Britain’s only herd of “Nazi cows” has been sent to the slaughterhouse by their owner because they were too aggressive to handle. The cows were part of a breed created as a result the of a genetic experiment ordered by Hermann Goering.
In the 1930s, Goering had wanted to recreate the legendary auroch cows, which died out in Britain 4000 years ago. He enlisted two geneticists Heinz and Lutz Heck to use modern breeds to ‘regress’ the evolution of the animals into modern breeds. They took animals that collectively shared the key characteristics of the aurochs.

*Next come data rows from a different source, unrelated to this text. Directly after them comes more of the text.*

use serde::{Deserialize, Serialize};
use tokio::sync::mpsc;
use tracing::{debug, info, warn};

use crate::order_store::OrderStore;
use crate::render::{self, RenderRow};
use crate::ui_commands::UiCommand;
use crate::window_manager::WindowManager;
use crate::window_system::{WindowHandle, WindowSystem};

#[derive(Debug, Clone, Copy, PartialEq, Eq, Serialize, Deserialize)]
#[serde(rename_all = "snake_case")]
pub enum OverlayState {
    Hidden,
    Shown,
}

#[derive(Debug, Clone, Copy, PartialEq, Eq)]
pub enum Key {
    Up,
    Down,
    Enter,
    Escape,
    /// Number row key, 1 through 9
    Digit(u8),
}

/// A key press together with the reorder modifier state sampled when the
/// key went down.
#[derive(Debug, Clone, Copy, PartialEq, Eq)]
pub struct KeyPress {
    pub key: Key,
    pub reorder: bool,
}

impl KeyPress {
    pub fn plain(key: Key) -> Self {
        KeyPress { key, reorder: false }
    }

    pub fn with_reorder(key: Key) -> Self {
        KeyPress { key, reorder: true }
    }
}

#[derive(Debug, Clone, Copy, PartialEq, Eq)]
pub enum OverlayInput {
    ToggleHotkey,
    Key(KeyPress),
    /// Another window took foreground focus
    FocusLost,
}

#[derive(Debug, Clone, PartialEq, Eq, Serialize, Deserialize)]
pub struct OverlayStatus {
    pub state: OverlayState,
    pub window_count: usize,
    pub selected_index: Option<usize>,
    pub rows: Vec<RenderRow>,
}

pub struct Overlay<S: WindowSystem> {
    windows: WindowManager<S>,
    store: Option<OrderStore>,
    state: OverlayState,
    reorder_mode: bool,
    focused_before_show: Option<WindowHandle>,
    title_width: usize,
    ui_tx: Option<mpsc::UnboundedSender<UiCommand>>,
}

impl<S: WindowSystem> Overlay<S> {
    pub fn new(
        windows: WindowManager<S>,
        store: Option<OrderStore>,
        ui_tx: Option<mpsc::UnboundedSender<UiCommand>>,
        title_width: usize,
    ) -> Self {
        Overlay {
            windows,
            store,
            state: OverlayState::Hidden,
            reorder_mode: false,
            focused_before_show: None,
            title_width,
            ui_tx,
        }
    }

    pub fn state(&self) -> OverlayState {
        self.state
    }

    pub fn reorder_mode(&self) -> bool {
        self.reorder_mode
    }

    pub fn focused_before_show(&self) -> Option<WindowHandle> {
        self.focused_before_show
    }

    pub fn windows(&self) -> &WindowManager<S> {
        &self.windows
    }

    /// Seed the list from the saved order. Failures only cost the saved
    /// order; returns the number of restored entries.
    pub fn restore_saved_order(&mut self) -> usize {
        let Some(store) = &self.store else {
            return 0;
        };

        match store.load() {
            Ok(persisted) => self.windows.seed(persisted),
            Err(e) => {
                warn!("Could not load saved window order: {:#}", anyhow::Error::from(e));
                0
            }
        }
    }

    pub fn handle_input(&mut self, input: OverlayInput) -> OverlayState {
        debug!("Overlay input: {:?}, State: {:?}", input, self.state);

        match (self.state, input) {
            (OverlayState::Hidden, OverlayInput::ToggleHotkey) => self.show(),
            (OverlayState::Shown, OverlayInput::ToggleHotkey) => self.hide(),
            (OverlayState::Shown, OverlayInput::FocusLost) => {
                debug!("Overlay lost focus, hiding");
                self.hide();
            }
            (OverlayState::Shown, OverlayInput::Key(press)) => self.handle_key(press),
            (OverlayState::Hidden, _) => {
                debug!("Ignoring {:?} while hidden", input);
            }
        }

        self.state
    }

    fn show(&mut self) {
        info!("Showing overlay");

        self.focused_before_show = self.windows.system_mut().foreground_window();
        self.reorder_mode = false;
        self.windows.list_mut().reset_selection();

        if let Err(e) = self.windows.refresh() {
            warn!("Window enumeration failed: {:#}", e);
            self.notify("Unable to list windows");
            return;
        }

        if self.windows.list().is_empty() {
            info!("No windows to switch to");
            self.notify("No windows found");
            return;
        }

        self.state = OverlayState::Shown;
        self.send(UiCommand::Show {
            header: render::header(self.windows.list().len()),
            rows: self.rows(),
        });
    }

    fn hide(&mut self) {
        self.state = OverlayState::Hidden;
        self.reorder_mode = false;
        self.send(UiCommand::Hide);
    }

    fn handle_key(&mut self, press: KeyPress) {
        self.reorder_mode = press.reorder;

        match press.key {
            Key::Up => self.move_or_reorder(-1, press.reorder),
            Key::Down => self.move_or_reorder(1, press.reorder),
            Key::Enter => self.activate_selection_and_hide(),
            Key::Escape => self.hide(),
            Key::Digit(n @ 1..=9) => {
                let index = usize::from(n - 1);
                if self.windows.list_mut().select_by_ordinal(index) {
                    self.activate_selection_and_hide();
                } else {
                    debug!("No window at slot {}", n);
                }
            }
            Key::Digit(n) => debug!("Ignoring digit {}", n),
        }
    }

    fn move_or_reorder(&mut self, delta: isize, reorder: bool) {
        let list = self.windows.list_mut();
        let from = list.selected_index();

        if reorder {
            let Some(to) = from.checked_add_signed(delta) else {
                return;
            };
            if !list.swap(from, to) {
                return;
            }
            list.select_by_ordinal(to);
            debug!("Moved entry from {} to {}", from, to);
            self.persist();
        } else if list.move_selection(delta) == from {
            return;
        }

        self.send(UiCommand::Repaint { rows: self.rows() });
    }

    fn activate_selection_and_hide(&mut self) {
        if !self.windows.focus_selected() {
            debug!("Selected window could not be focused");
        }
        self.hide();
    }

    /// Write the current order; failures are logged and otherwise ignored.
    pub fn persist(&self) {
        let Some(store) = &self.store else {
            return;
        };

        if let Err(e) = store.save(self.windows.list().entries()) {
            warn!("Could not save window order: {:#}", anyhow::Error::from(e));
        }
    }

    /// Final transition before the process exits.
    pub fn shutdown(&mut self) {
        if self.state == OverlayState::Shown {
            self.hide();
        }
        self.persist();
        info!("Overlay shut down with {} windows", self.windows.list().len());
    }

    pub fn rows(&self) -> Vec<RenderRow> {
        render::render_rows(
            self.windows.list(),
            self.focused_before_show,
            self.reorder_mode,
            self.title_width,
        )
    }

    pub fn status(&self) -> OverlayStatus {
        let list = self.windows.list();
        OverlayStatus {
            state: self.state,
            window_count: list.len(),
            selected_index: (!list.is_empty()).then(|| list.selected_index()),
            rows: self.rows(),
        }
    }

    fn notify(&self, message: &str) {
        info!("Notice: {}", message);
        self.send(UiCommand::Notice {
            message: message.to_string(),
        });
    }

    fn send(&self, command: UiCommand) {
        if let Some(tx) = &self.ui_tx
            && tx.send(command).is_err()
        {
            warn!("Failed to send UI command, renderer is gone");
        }
    }
}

Over time they created the Heck breed, which looked like the originals but were much smaller: the originals were reported to be the size of elephants. They were able to pick up an accurate idea of the characteristics of the cows because they had only died out in Germany in the 1700s. There were also texts about them dating from the time of Julius Caesar, who was said to be a fan.
Five years ago, Derek Gow bought thirteen Hecks from a nature reserve in The Netherlands, and transported them to his farm in Devon. Over the intervening period the herd grew to thirty, but the relationship was not harmonious, in fact most of the animals proved to be violent.
Mr Gow told The Times: “The ones we had to get rid of would just attack you any chance they could. They would try to kill anyone. I have worked with a range of different animals and they are far and away the most aggressive I have ever dealt with.”
As a result of their temperament, the park they came from were unwilling to take them back, so instead they were sent to be turned into sausages. The sausages may prove to be a good use for the animals though, as Gow claimed they meat was lean and ‘gamey’, similar to venison.
It is unknown where their sharp horns will go, but the people of Devon may well heave a sigh of relief that they are no longer attached to an angry 300lb Heck.